Ser canhoto é dureza!
SER CANHOTO É DUREZA
Nasci canhoto numa época em que isso era quase um defeito de fabricação. Hoje em dia as pessoas acham interessante, algumas até dizem que canhotos são mais criativos. Mas experimente voltar aos anos 40 para entender o que era carregar essa "marca" na carteira de identidade invisível.
Naquele tempo, ninguém gostava de canhoto. A escola não gostava. A professora não gostava. A diretora não gostava. As tias não gostavam. Se aparecesse um canhoto na sala de aula, parecia que tinham encontrado um problema que precisava ser corrigido urgentemente.
Comigo tentaram de tudo. Fui obrigado a escrever com a mão direita. Tive a mão esquerda amarrada. Levei broncas. Ouvi sermões. E houve até um episódio memorável: fui obrigado a engolir um papel porque ele havia sido escrito com a "mão errada". Hoje parece piada, mas naquela época era coisa séria. Tão séria que eu quase me senti um criminoso internacional por segurar o lápis do lado esquerdo.
O curioso é que ninguém nunca me perguntou uma coisa muito simples: "Mas você consegue escrever com a mão direita?" A resposta seria não. Minha mão direita sempre teve a mesma habilidade artística de uma batata tentando bordar uma toalha.
Apesar de todos os esforços da humanidade para me transformar em destro, sobrevivi. E aqui estou eu, mais de sete décadas depois, firme e forte, canhoto de carteirinha e sem o menor arrependimento.
Aliás, sobreviver já é uma grande vitória. Porque o mundo continua sendo um enorme parque de diversões para destros. Tesouras são feitas para destros. Carteiras escolares são feitas para destros. Abridores de lata são feitos para destros. Cadernos foram inventados por alguém que certamente odiava canhotos. Até a tinta da caneta parece ter feito um pacto secreto para borrar exatamente onde a nossa mão vai passar.
Ser canhoto é viver em permanente estado de adaptação. É como participar de uma olimpíada invisível todos os dias. Enquanto os destros usam os objetos normalmente, nós precisamos descobrir um jeito alternativo, criativo e, muitas vezes, acrobático de fazer a mesma coisa.

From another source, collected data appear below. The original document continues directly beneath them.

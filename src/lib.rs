pub mod archive;
pub mod codec;
pub mod config;
pub mod error;
pub mod extractor;
pub mod filter;
pub mod processor;
pub mod store;
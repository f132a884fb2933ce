pub mod game;
pub mod position;

pub use game::{
    AllOf, EloFilter, GameFilter, GameFilters, KeepAll, TimeControl, TimeControlFilter,
};
pub use position::{
    Constant, OpeningSubsample, PieceCount, PlyRange, PositionFilter, PositionFilters,
};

Mas existe um lado muito positivo nessa história.
O canhoto desenvolve uma habilidade extraordinária para resolver problemas. Afinal, desde criança eu aprendi que nem tudo foi feito para mim. Então improvisei. Adaptei. Inventei, criei, redesenhei. Descobri caminhos novos. Talvez seja por isso que muitos canhotos tenham fama de criativos.

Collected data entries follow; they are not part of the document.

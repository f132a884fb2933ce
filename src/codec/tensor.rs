use super::{
    channel, grant_castling, has_castling, piece_of, Encoding, PositionEncoder, PIECE_CHANNELS,
};
use crate::error::CodecError;
use shakmaty::{Bitboard, CastlingSide, Color, Setup, Square};

pub const PLANES: usize = 15;
pub const TENSOR_SHAPE: [usize; 3] = [8, 8, PLANES];

const CASTLING_PLANE: usize = 12;
const EN_PASSANT_PLANE: usize = 13;
const TURN_PLANE: usize = 14;

/// Cells of the castling plane, as (row, col)
const CASTLING_CELLS: [((usize, usize), (Color, CastlingSide)); 4] = [
    ((0, 0), (Color::White, CastlingSide::QueenSide)),
    ((0, 7), (Color::White, CastlingSide::KingSide)),
    ((7, 0), (Color::Black, CastlingSide::QueenSide)),
    ((7, 7), (Color::Black, CastlingSide::KingSide)),
];

/// The 8x8x15 plane encoding.
/// Row is the rank and column is the file, so (0, 0) is a1 and (7, 7) is h8.
#[derive(Debug, Clone, Copy, Default)]
pub struct TensorEncoder;

impl PositionEncoder for TensorEncoder {
    fn shape(&self) -> &'static [usize] {
        &TENSOR_SHAPE
    }

    fn encode(&self, setup: &Setup) -> Encoding {
        encode_tensor(setup)
    }

    fn decode(&self, encoding: &Encoding) -> Result<Setup, CodecError> {
        decode_tensor(encoding)
    }
}

#[inline(always)]
fn index(row: usize, col: usize, plane: usize) -> usize {
    (row * 8 + col) * PLANES + plane
}

#[inline(always)]
fn square_index(square: Square, plane: usize) -> usize {
    index(square.rank() as usize, square.file() as usize, plane)
}

pub fn encode_tensor(setup: &Setup) -> Encoding {
    let mut encoding = Encoding::zeros(&TENSOR_SHAPE);
    let bits = &mut encoding.bits;

    for (square, piece) in setup.board.clone().into_iter() {
        bits[square_index(square, channel(piece))] = true;
    }

    for ((row, col), (color, side)) in CASTLING_CELLS {
        bits[index(row, col, CASTLING_PLANE)] = has_castling(setup, color, side);
    }

    if let Some(ep_square) = setup.ep_square {
        bits[square_index(ep_square, EN_PASSANT_PLANE)] = true;
    }

    bits[index(0, 0, TURN_PLANE)] = setup.turn == Color::White;

    encoding
}

pub fn decode_tensor(encoding: &Encoding) -> Result<Setup, CodecError> {
    encoding.expect_shape(&TENSOR_SHAPE)?;
    let bits = encoding.bits();

    let mut setup = Setup::empty();

    for square in Square::ALL {
        for channel_index in 0..PIECE_CHANNELS {
            if bits[square_index(square, channel_index)] {
                setup.board.set_piece_at(square, piece_of(channel_index));
            }
        }
    }

    let mut rights = Bitboard::EMPTY;
    for ((row, col), (color, side)) in CASTLING_CELLS {
        if bits[index(row, col, CASTLING_PLANE)] {
            rights = grant_castling(rights, color, side);
        }
    }
    setup.castling_rights = rights;

    // the lowest marked square wins if there is more than one
    setup.ep_square = Square::ALL
        .into_iter()
        .find(|&square| bits[square_index(square, EN_PASSANT_PLANE)]);

    setup.turn = Color::from_white(bits[index(0, 0, TURN_PLANE)]);

    Ok(setup)
}

#[cfg(test)]
mod tests {
    use super::*;
    use crate::codec::checks::{round_trip_checks, setup_from_fen, START_FEN};

    const EP_FEN: &str = "rnbqkbnr/pp1p1ppp/8/2pPp3/8/8/PPP1PPPP/RNBQKBNR w KQkq c6 0 3";

    #[test]
    fn test_round_trip() {
        round_trip_checks(&TensorEncoder, true);
    }

    #[test]
    fn test_start_position_planes() {
        let encoding = encode_tensor(&setup_from_fen(START_FEN));
        let bits = encoding.bits();

        assert_eq!(encoding.shape(), &[8, 8, 15]);
        // white rooks on a1 and h1, black king on e8
        assert!(bits[index(0, 0, 3)]);
        assert!(bits[index(0, 7, 3)]);
        assert!(bits[index(7, 4, 11)]);
        // four castling corners
        assert_eq!(
            (0..64).filter(|&sq| bits[sq * PLANES + CASTLING_PLANE]).count(),
            4
        );
        // no en passant, white to move broadcast on a single cell
        assert!((0..64).all(|sq| !bits[sq * PLANES + EN_PASSANT_PLANE]));
        assert!(bits[index(0, 0, TURN_PLANE)]);
        assert_eq!(
            (0..64).filter(|&sq| bits[sq * PLANES + TURN_PLANE]).count(),
            1
        );
    }

    #[test]
    fn test_en_passant_plane() {
        let encoding = encode_tensor(&setup_from_fen(EP_FEN));

        // c6
        assert!(encoding.bits()[index(5, 2, EN_PASSANT_PLANE)]);

        let decoded = decode_tensor(&encoding).unwrap();
        assert_eq!(decoded.ep_square, Some(Square::C6));
    }

    #[test]
    fn test_castling_corners() {
        let setup = setup_from_fen("r3k2r/8/8/8/8/8/8/R3K2R w Qk - 0 1");
        let bits = encode_tensor(&setup).into_bits();

        assert!(bits[index(0, 0, CASTLING_PLANE)]);
        assert!(!bits[index(0, 7, CASTLING_PLANE)]);
        assert!(!bits[index(7, 0, CASTLING_PLANE)]);
        assert!(bits[index(7, 7, CASTLING_PLANE)]);
    }

    #[test]
    fn test_malformed() {
        let flat = Encoding::new(vec![960], vec![false; 960]).unwrap();
        assert_eq!(
            decode_tensor(&flat).unwrap_err(),
            CodecError::MalformedEncoding {
                expected: vec![8, 8, 15],
                found: vec![960],
            }
        );
    }
}
use pgn_reader::{BufferedReader, RawHeader, SanPlus, Skip, Visitor};
use std::collections::HashMap;
use std::fs::File;
use std::io;
use std::path::Path;

/// Header tags of a single game, e.g. `WhiteElo` or `TimeControl`
#[derive(Debug, Clone, Default, PartialEq, Eq)]
pub struct GameHeaders {
    tags: HashMap<String, String>,
}

impl GameHeaders {
    pub fn new() -> Self {
        Self::default()
    }

    pub fn get(&self, name: &str) -> Option<&str> {
        self.tags.get(name).map(String::as_str)
    }

    pub fn insert(&mut self, name: impl Into<String>, value: impl Into<String>) {
        self.tags.insert(name.into(), value.into());
    }
}

impl<K: Into<String>, V: Into<String>> FromIterator<(K, V)> for GameHeaders {
    fn from_iter<I: IntoIterator<Item = (K, V)>>(iter: I) -> Self {
        let mut headers = GameHeaders::new();
        for (name, value) in iter {
            headers.insert(name, value);
        }
        headers
    }
}

/// A game read in full: headers and mainline moves in SAN
#[derive(Debug, Clone, Default)]
pub struct PgnGame {
    pub headers: GameHeaders,
    pub moves: Vec<SanPlus>,
}

#[derive(Debug)]
pub enum ArchiveEntry {
    /// Only the headers were read, the moves were skipped
    Skipped(GameHeaders),
    Game(PgnGame),
}

impl ArchiveEntry {
    pub fn headers(&self) -> &GameHeaders {
        match self {
            ArchiveEntry::Skipped(headers) => headers,
            ArchiveEntry::Game(game) => &game.headers,
        }
    }
}

/// Sequential reader over a PGN archive (plain or .zst compressed)
pub struct ArchiveReader {
    reader: BufferedReader<Box<dyn io::Read>>,
}

impl ArchiveReader {
    pub fn open<P: AsRef<Path>>(path: P) -> io::Result<Self> {
        let path = path.as_ref();
        let file = File::open(path)?;

        // decompress if necessary
        let reader: Box<dyn io::Read> = if path.extension().is_some_and(|ext| ext == "zst") {
            Box::new(zstd::Decoder::new(file)?)
        } else {
            Box::new(file)
        };

        Ok(Self::new(reader))
    }

    pub fn new(reader: Box<dyn io::Read>) -> Self {
        ArchiveReader {
            reader: BufferedReader::new(reader),
        }
    }

    /// Reads the next game. `read_moves` is called once the headers are known and
    /// decides whether the moves are read or skipped.
    /// Returns `None` at the end of the archive.
    pub fn next_entry<F>(&mut self, read_moves: F) -> io::Result<Option<ArchiveEntry>>
    where
        F: FnMut(&GameHeaders) -> bool,
    {
        let mut visitor = GameVisitor::new(read_moves);
        self.reader.read_game(&mut visitor)
    }
}

struct GameVisitor<F> {
    read_moves: F,
    skipped: bool,

    // information about the current game
    headers: GameHeaders,
    moves: Vec<SanPlus>,
}

impl<F: FnMut(&GameHeaders) -> bool> GameVisitor<F> {
    fn new(read_moves: F) -> Self {
        GameVisitor {
            read_moves,
            skipped: false,
            headers: GameHeaders::new(),
            moves: Vec::new(),
        }
    }
}

impl<F: FnMut(&GameHeaders) -> bool> Visitor for GameVisitor<F> {
    type Result = ArchiveEntry;

    fn begin_game(&mut self) {
        self.skipped = false;
        self.headers = GameHeaders::new();
        self.moves.clear();
    }

    fn header(&mut self, key: &[u8], value: RawHeader<'_>) {
        let key = String::from_utf8_lossy(key);
        let value = String::from_utf8_lossy(value.as_bytes());

        self.headers.insert(key, value);
    }

    fn end_headers(&mut self) -> Skip {
        self.skipped = !(self.read_moves)(&self.headers);
        Skip(self.skipped)
    }

    fn begin_variation(&mut self) -> Skip {
        Skip(true) // stay in the mainline
    }

    fn san(&mut self, san_plus: SanPlus) {
        self.moves.push(san_plus);
    }

    fn end_game(&mut self) -> Self::Result {
        // note: skipped games go through here too
        let headers = std::mem::take(&mut self.headers);

        if self.skipped {
            ArchiveEntry::Skipped(headers)
        } else {
            ArchiveEntry::Game(PgnGame {
                headers,
                moves: std::mem::take(&mut self.moves),
            })
        }
    }
}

Outra vantagem é que nós aprendemos cedo a não desistir. Quando você passa a vida inteira enfrentando mesas, ferramentas, equipamentos e objetos que parecem conspirar contra você, acaba desenvolvendo uma certa teimosia saudável. E essa teimosia ajuda muito na vida.
Além disso, ser canhoto cria uma espécie de irmandade silenciosa. Quando dois canhotos se encontram, existe um olhar de cumplicidade que dispensa explicações. É quase como dizer: "Eu sei o que você sofreu para aprender a usar uma tesoura."!!
Hoje tenho 76 anos e continuo usando minha mão esquerda com orgulho. Depois de tantas tentativas de me consertar, cheguei à conclusão de que eu nunca estive quebrado. Apenas nasci diferente da maioria.
E quer saber de uma coisa? Ainda bem. É muuito bom ser canhoto!
Porque se o mundo foi feito para os destros, nós, canhotos, tivemos que aprender a conquistar nosso espaço. E isso nos transformou em especialistas na arte de superar obstáculos. Canhoto não tem pra ninguém!
Portanto, quando alguém disser que ser canhoto é difícil, eu concordo imediatamente.
É difícil, sim.
Mas também é uma das formas mais divertidas de aprender a vencer o mundo usando exatamente a mão que ele tentou impedir de existir.